The mayor was particularly pleased about $100 million that went to some of his priorities, including $40 million to invest in public schools, expand charter schools and offer scholarships to low-income students. The city will also get $13.5 million for emergency planning and security for major events and $3 million to start building 16 miles of bike paths along the Anacostia River. Another $5 million was set aside for a police forensics lab.
"On key issues, the conferees provided funds," Williams said in a statement. "Elsewhere, they respected home rule and the desires of the people who live here."

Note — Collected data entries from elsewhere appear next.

use crate::weapon::{Inventory, WeaponId, WeaponRef};
use derive_more::{AsRef, Deref, Display, From, Into};
use parking_lot::RwLock;
use serde::{Deserialize, Serialize};
use std::sync::Arc;

#[derive(
    Debug, Clone, PartialEq, Eq, Hash, Serialize, Deserialize, Display, Deref, From, Into, AsRef,
)]
#[serde(transparent)]
pub struct WeaponName(String);

crate::impl_string_newtype!(WeaponName);

/// Static description of a weapon to put into a [`Loadout`].
#[derive(Debug, Clone, PartialEq, Eq)]
pub struct WeaponSpec {
    pub name: WeaponName,
    pub host_slot: i32,
    pub slot_position: i32,
    /// Magazine size, or `None` for weapons that never run dry.
    pub ammo: Option<u32>,
}

impl WeaponSpec {
    pub fn new(name: impl Into<String>, host_slot: i32, slot_position: i32) -> Self {
        Self {
            name: WeaponName::new(name),
            host_slot,
            slot_position,
            ammo: None,
        }
    }

    pub fn with_ammo(mut self, rounds: u32) -> Self {
        self.ammo = Some(rounds);
        self
    }
}

#[derive(Debug)]
struct WeaponRecord {
    spec: WeaponSpec,
    rounds: Option<u32>,
    destroyed: bool,
}

/// Shared handle to a weapon in a [`Loadout`]. Ammo changes and removal are
/// visible through every clone, including those held by a cache.
#[derive(Debug, Clone)]
pub struct LoadoutWeapon {
    id: WeaponId,
    record: Arc<RwLock<WeaponRecord>>,
}

impl LoadoutWeapon {
    pub fn name(&self) -> WeaponName {
        self.record.read().spec.name.clone()
    }

    /// Rounds left, or `None` for weapons without ammunition.
    pub fn rounds(&self) -> Option<u32> {
        self.record.read().rounds
    }

    pub fn set_rounds(&self, rounds: u32) {
        let mut record = self.record.write();
        if record.rounds.is_some() {
            record.rounds = Some(rounds);
        }
    }

    pub fn refill(&self) {
        let mut record = self.record.write();
        record.rounds = record.spec.ammo;
    }

    fn consume_round(&self) -> bool {
        let mut record = self.record.write();
        match record.rounds {
            None => true,
            Some(0) => false,
            Some(n) => {
                record.rounds = Some(n - 1);
                true
            }
        }
    }

    fn destroy(&self) {
        self.record.write().destroyed = true;
    }
}

impl WeaponRef for LoadoutWeapon {
    fn id(&self) -> WeaponId {
        self.id
    }

    fn host_slot(&self) -> i32 {
        self.record.read().spec.host_slot
    }

    fn slot_position(&self) -> i32 {
        self.record.read().spec.slot_position
    }

    fn has_ammo(&self) -> bool {
        let record = self.record.read();
        !record.destroyed && record.rounds.is_none_or(|n| n > 0)
    }

    fn is_valid(&self) -> bool {
        !self.record.read().destroyed
    }
}

/// In-memory inventory.
#[derive(Debug, Default)]
pub struct Loadout {
    weapons: Vec<LoadoutWeapon>,
    equipped: Option<WeaponId>,
    next_id: u64,
}

impl Loadout {
    pub fn new() -> Self {
        Self::default()
    }

    pub fn from_specs(specs: impl IntoIterator<Item = WeaponSpec>) -> Self {
        let mut loadout = Self::new();
        for spec in specs {
            loadout.give(spec);
        }
        loadout
    }

    pub fn give(&mut self, spec: WeaponSpec) -> LoadoutWeapon {
        let id = WeaponId::from(self.next_id);
        self.next_id += 1;

        let weapon = LoadoutWeapon {
            id,
            record: Arc::new(RwLock::new(WeaponRecord {
                rounds: spec.ammo,
                spec,
                destroyed: false,
            })),
        };
        self.weapons.push(weapon.clone());
        weapon
    }

    /// Removes and destroys a weapon. Handles to it stop being valid.
    pub fn remove(&mut self, id: WeaponId) -> Option<LoadoutWeapon> {
        let index = self.weapons.iter().position(|w| w.id == id)?;
        let weapon = self.weapons.remove(index);
        weapon.destroy();

        if self.equipped == Some(id) {
            self.equipped = None;
        }
        Some(weapon)
    }

    pub fn find(&self, name: &str) -> Option<&LoadoutWeapon> {
        let lower = name.to_lowercase();
        self.weapons
            .iter()
            .find(|w| w.name().to_lowercase() == lower)
    }

    pub fn equip(&mut self, id: WeaponId) -> bool {
        let found = self.weapons.iter().any(|w| w.id == id);
        if found {
            self.equipped = Some(id);
        }
        found
    }

    /// Spends one round of the equipped weapon. Returns `false` when nothing
    /// is equipped or the magazine is empty.
    pub fn fire(&mut self) -> bool {
        self.equipped().is_some_and(|w| w.consume_round())
    }

    pub fn is_empty(&self) -> bool {
        self.weapons.is_empty()
    }
}

impl Inventory for Loadout {
    type Weapon = LoadoutWeapon;

    fn weapons(&self) -> Vec<LoadoutWeapon> {
        self.weapons.clone()
    }

    fn equipped(&self) -> Option<LoadoutWeapon> {
        let id = self.equipped?;
        self.weapons.iter().find(|w| w.id == id).cloned()
    }

    fn select_weapon(&mut self, weapon: &LoadoutWeapon) {
        if weapon.is_valid() && self.equip(weapon.id) {
            log::info!("Equipped {}", weapon.name());
        } else {
            log::warn!("Cannot equip {}: no longer in loadout", weapon.name());
        }
    }
}

#[cfg(test)]
mod tests {
    use super::*;

    #[test]
    fn test_weapons_without_magazine_always_have_ammo() {
        let mut loadout = Loadout::new();
        let crowbar = loadout.give(WeaponSpec::new("crowbar", 0, 0));

        assert_eq!(crowbar.rounds(), None);
        assert!(crowbar.has_ammo());

        crowbar.set_rounds(0);
        assert!(crowbar.has_ammo());
    }

    #[test]
    fn test_fire_spends_rounds_of_equipped_weapon() {
        let mut loadout = Loadout::new();
        let pistol = loadout.give(WeaponSpec::new("pistol", 1, 0).with_ammo(2));
        assert!(!loadout.fire());

        loadout.equip(pistol.id());
        assert!(loadout.fire());
        assert!(loadout.fire());
        assert!(!loadout.fire());
        assert_eq!(pistol.rounds(), Some(0));
        assert!(!pistol.has_ammo());

        pistol.refill();
        assert_eq!(pistol.rounds(), Some(2));
    }

    #[test]
    fn test_removed_weapons_become_invalid() {
        let mut loadout = Loadout::new();
        let pistol = loadout.give(WeaponSpec::new("pistol", 1, 0));
        loadout.equip(pistol.id());

        let removed = loadout.remove(pistol.id());

        assert!(removed.is_some());
        assert!(!pistol.is_valid());
        assert!(loadout.equipped().is_none());
        assert!(loadout.is_empty());
    }

    #[test]
    fn test_select_weapon_ignores_destroyed_handles() {
        let mut loadout = Loadout::new();
        let pistol = loadout.give(WeaponSpec::new("pistol", 1, 0));
        loadout.remove(pistol.id());

        loadout.select_weapon(&pistol);

        assert!(loadout.equipped().is_none());
    }

    #[test]
    fn test_find_is_case_insensitive() {
        let loadout = Loadout::from_specs([WeaponSpec::new("Shotgun", 2, 0)]);

        assert!(loadout.find("shotgun").is_some());
        assert!(loadout.find("rpg").is_none());
    }

    #[test]
    fn test_weapon_ids_are_unique() {
        let mut loadout = Loadout::new();
        let a = loadout.give(WeaponSpec::new("a", 0, 0));
        let b = loadout.give(WeaponSpec::new("b", 0, 0));

        assert_ne!(a.id(), b.id());
    }
}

One of the biggest winners was the Whitman-Walker Clinic, the region's largest AIDS services provider, which received $650,000 in federal funds. Whitman-Walker reported in June that it would not meet its payroll, in part because of late reimbursements from the city. The clinic plans to move to an electronic system that would allow it to access patient records at all three of its locations and improve the way it tracks patients and bills insurers.
"It's a tremendous help to the clinic," said Roberta Geidner-Antoniotti, Whitman-Walker's interim executive director. "It will help us upgrade our technology to better serve our clients. The clinicians are freed to be more productive. They can see more patients."
Other beneficiaries of the federal money were the Washington Hospital Center ($1 million), the Capital Area Food Bank ($1.3 million) and the D.C. chapter of the Arthritis Foundation ($300,000).
Norton said she was pleased that the District was able to get the money given the fights over tax cuts, budget cuts and Hurricane Katrina relief in Congress. But she was dismayed that the city has to keep fighting attempts to attach ideology-driven proposals to the budget that do not represent the will of residents.
"These repeated attacks are more of an outrage the more often they're done and the more often they prove futile," she said. "It requires a lot of work."